Identify all lines of the data containing the string "impl" and copy them.

**** Task material

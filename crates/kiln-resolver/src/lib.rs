//! Kiln reference resolver.
//!
//! [`discover`] finds the library references a source file needs by
//! binding it and walking every node's symbol. It never fails: whatever
//! cannot be resolved is left for the compiler to report.

mod discover;
mod host;

pub use discover::{discover, discover_standard};
pub use host::{standard_location, HostRegistry};
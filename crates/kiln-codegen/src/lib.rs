//! Kiln WASM code generator: bound AST to `.wasm` binary.
//!
//! # Architecture
//!
//! The code generator takes a [`kiln_types::ast::Program`] that bound
//! without errors, plus its [`kiln_binder::SemanticModel`], and produces a
//! self-contained `.wasm` module:
//!
//! ## Imports
//! - `rt.trap(ptr, len)`, `rt.deadline()`
//! - `rt.to_string(v) → v`, `rt.concat(a, b) → v`, `rt.equals(a, b) → i32`
//! - one `<library>.<name>(v…) → v` per library function the program calls
//!
//! ## Exports
//! - `memory`, `alloc(size) → ptr`
//! - globals `heap_ptr` and `gas_limit`
//! - every user function, by name
//!
//! ## Custom sections
//! - `kiln.entry`, `kiln.references`, `kiln.version` (see [`manifest`])
//!
//! ## Value Representation
//!
//! Every Kiln value is a heap-allocated 12-byte cell:
//! `[tag: i32, payload: 8 bytes]`.  See [`types`] for tag constants.

pub mod artifact;
pub mod compiler;
pub mod error;
pub mod expr;
pub mod fold;
pub mod gas;
pub mod manifest;
pub mod runtime;
pub mod stmt;
pub mod types;

pub use artifact::CompiledArtifact;
pub use compiler::{emit, EmitOptions, Optimization};
pub use error::{CodegenError, CodegenResult};
pub use manifest::{read_manifest, Manifest};
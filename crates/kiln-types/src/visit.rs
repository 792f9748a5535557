//! Preorder traversal over the bindable nodes of a program.

use crate::ast::*;

/// A borrowed reference to a node that carries a [`NodeId`].
#[derive(Debug, Clone, Copy)]
pub enum NodeRef<'a> {
    Function(&'a FnDecl),
    Param(&'a Param),
    Let(&'a LetStmt),
    Set(&'a SetStmt),
    For(&'a ForStmt),
    Expr(&'a Expr),
}

impl NodeRef<'_> {
    pub fn id(&self) -> NodeId {
        match self {
            NodeRef::Function(f) => f.id,
            NodeRef::Param(p) => p.id,
            NodeRef::Let(l) => l.id,
            NodeRef::Set(s) => s.id,
            NodeRef::For(f) => f.id,
            NodeRef::Expr(e) => e.id,
        }
    }
}

/// Every bindable node in source order (parents before children).
pub fn nodes(program: &Program) -> Vec<NodeRef<'_>> {
    let mut out = Vec::new();
    for f in &program.functions {
        out.push(NodeRef::Function(f));
        for p in &f.params {
            out.push(NodeRef::Param(p));
        }
        walk_block(&f.body, &mut out);
    }
    out
}

/// The ids of [`nodes`], in the same order.
pub fn node_ids(program: &Program) -> Vec<NodeId> {
    nodes(program).iter().map(NodeRef::id).collect()
}

fn walk_block<'a>(block: &'a Block, out: &mut Vec<NodeRef<'a>>) {
    for stmt in &block.stmts {
        walk_stmt(stmt, out);
    }
}

fn walk_stmt<'a>(stmt: &'a Stmt, out: &mut Vec<NodeRef<'a>>) {
    match stmt {
        Stmt::Let(l) => {
            out.push(NodeRef::Let(l));
            walk_expr(&l.value, out);
        }
        Stmt::Set(s) => {
            out.push(NodeRef::Set(s));
            walk_expr(&s.value, out);
        }
        Stmt::If(i) => walk_if(i, out),
        Stmt::While(w) => {
            walk_expr(&w.condition, out);
            walk_block(&w.body, out);
        }
        Stmt::For(f) => {
            out.push(NodeRef::For(f));
            walk_expr(&f.iterable, out);
            walk_block(&f.body, out);
        }
        Stmt::Return(r) => {
            if let Some(v) = &r.value {
                walk_expr(v, out);
            }
        }
        Stmt::Break(_) | Stmt::Continue(_) => {}
        Stmt::Expr(e) => walk_expr(e, out),
    }
}

fn walk_if<'a>(stmt: &'a IfStmt, out: &mut Vec<NodeRef<'a>>) {
    walk_expr(&stmt.condition, out);
    walk_block(&stmt.then_block, out);
    match &stmt.else_branch {
        Some(ElseBranch::ElseIf(nested)) => walk_if(nested, out),
        Some(ElseBranch::Block(b)) => walk_block(b, out),
        None => {}
    }
}

fn walk_expr<'a>(expr: &'a Expr, out: &mut Vec<NodeRef<'a>>) {
    out.push(NodeRef::Expr(expr));
    match &expr.kind {
        ExprKind::NumberLit(_)
        | ExprKind::StringLit(_)
        | ExprKind::BoolLit(_)
        | ExprKind::NilLit
        | ExprKind::Identifier(_) => {}
        ExprKind::StringInterpolation(parts) => {
            for part in parts {
                if let StringPart::Expr(e) = part {
                    walk_expr(e, out);
                }
            }
        }
        ExprKind::ListLit(items) => {
            for item in items {
                walk_expr(item, out);
            }
        }
        ExprKind::Call { callee, args } => {
            walk_expr(callee, out);
            for arg in args {
                walk_expr(arg, out);
            }
        }
        ExprKind::Member { object, .. } => walk_expr(object, out),
        ExprKind::Index { object, index } => {
            walk_expr(object, out);
            walk_expr(index, out);
        }
        ExprKind::Binary { left, right, .. } => {
            walk_expr(left, out);
            walk_expr(right, out);
        }
        ExprKind::Unary { operand, .. } => walk_expr(operand, out),
        ExprKind::Paren(inner) => walk_expr(inner, out),
    }
}
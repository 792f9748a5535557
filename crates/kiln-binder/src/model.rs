//! The semantic model: what binding learned about a program.

use std::collections::{BTreeMap, BTreeSet, HashMap};

use kiln_types::ast::NodeId;
use serde::{Deserialize, Serialize};

use crate::symbol::Symbol;

/// How a compiled executable is entered.
#[derive(Debug, Clone, PartialEq, Eq, Serialize, Deserialize)]
pub struct EntryPoint {
    /// Export name of the entry function.
    pub export: String,
    /// 0 or 1: whether the entry receives the argument list.
    pub params: u32,
    /// The entry returns a task the host must drive to completion.
    pub returns_task: bool,
}

/// Per-node symbols plus the program-wide facts codegen needs.
#[derive(Debug, Clone, Default)]
pub struct SemanticModel {
    /// Symbol an expression refers to, keyed by expression id.
    references: HashMap<NodeId, Symbol>,
    /// Symbol a declaration introduces, keyed by declaration id.
    declarations: HashMap<NodeId, Symbol>,
    /// Library functions the program calls, as `(library, name) -> arity`.
    used_functions: BTreeMap<(String, String), usize>,
    /// Libraries whose symbols the program uses.
    used_libraries: BTreeSet<String>,
    /// Slots used per user function, parameters included.
    local_counts: HashMap<String, u32>,
    entry_point: Option<EntryPoint>,
}

impl SemanticModel {
    pub fn new() -> Self {
        Self::default()
    }

    /// The symbol a node refers to (identifier, member access, call, index).
    pub fn symbol_info(&self, node: NodeId) -> Option<&Symbol> {
        self.references.get(&node)
    }

    /// The symbol a declaration node introduces (function, parameter, `let`,
    /// `for`).
    pub fn declared_symbol(&self, node: NodeId) -> Option<&Symbol> {
        self.declarations.get(&node)
    }

    pub fn used_libraries(&self) -> impl Iterator<Item = &str> {
        self.used_libraries.iter().map(String::as_str)
    }

    /// Library functions the program calls, sorted by library then name.
    pub fn used_functions(&self) -> impl Iterator<Item = (&str, &str, usize)> {
        self.used_functions
            .iter()
            .map(|((lib, name), arity)| (lib.as_str(), name.as_str(), *arity))
    }

    pub fn local_count(&self, function: &str) -> u32 {
        self.local_counts.get(function).copied().unwrap_or(0)
    }

    pub fn entry_point(&self) -> Option<&EntryPoint> {
        self.entry_point.as_ref()
    }

    pub(crate) fn record_reference(&mut self, node: NodeId, symbol: Symbol) {
        match &symbol {
            Symbol::LibraryFunction {
                library,
                name,
                arity,
                ..
            } => {
                self.used_libraries.insert(library.clone());
                self.used_functions
                    .insert((library.clone(), name.clone()), *arity);
            }
            Symbol::LibraryConstant { library, .. } => {
                self.used_libraries.insert(library.clone());
            }
            _ => {}
        }
        self.references.insert(node, symbol);
    }

    pub(crate) fn record_declaration(&mut self, node: NodeId, symbol: Symbol) {
        self.declarations.insert(node, symbol);
    }

    pub(crate) fn set_local_count(&mut self, function: &str, count: u32) {
        self.local_counts.insert(function.to_string(), count);
    }

    pub(crate) fn set_entry_point(&mut self, entry: EntryPoint) {
        self.entry_point = Some(entry);
    }
}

********

Task solution
impl NodeRef<'_> {
impl SemanticModel {
    pub fn used_libraries(&self) -> impl Iterator<Item = &str> {
    pub fn used_functions(&self) -> impl Iterator<Item = (&str, &str, usize)> {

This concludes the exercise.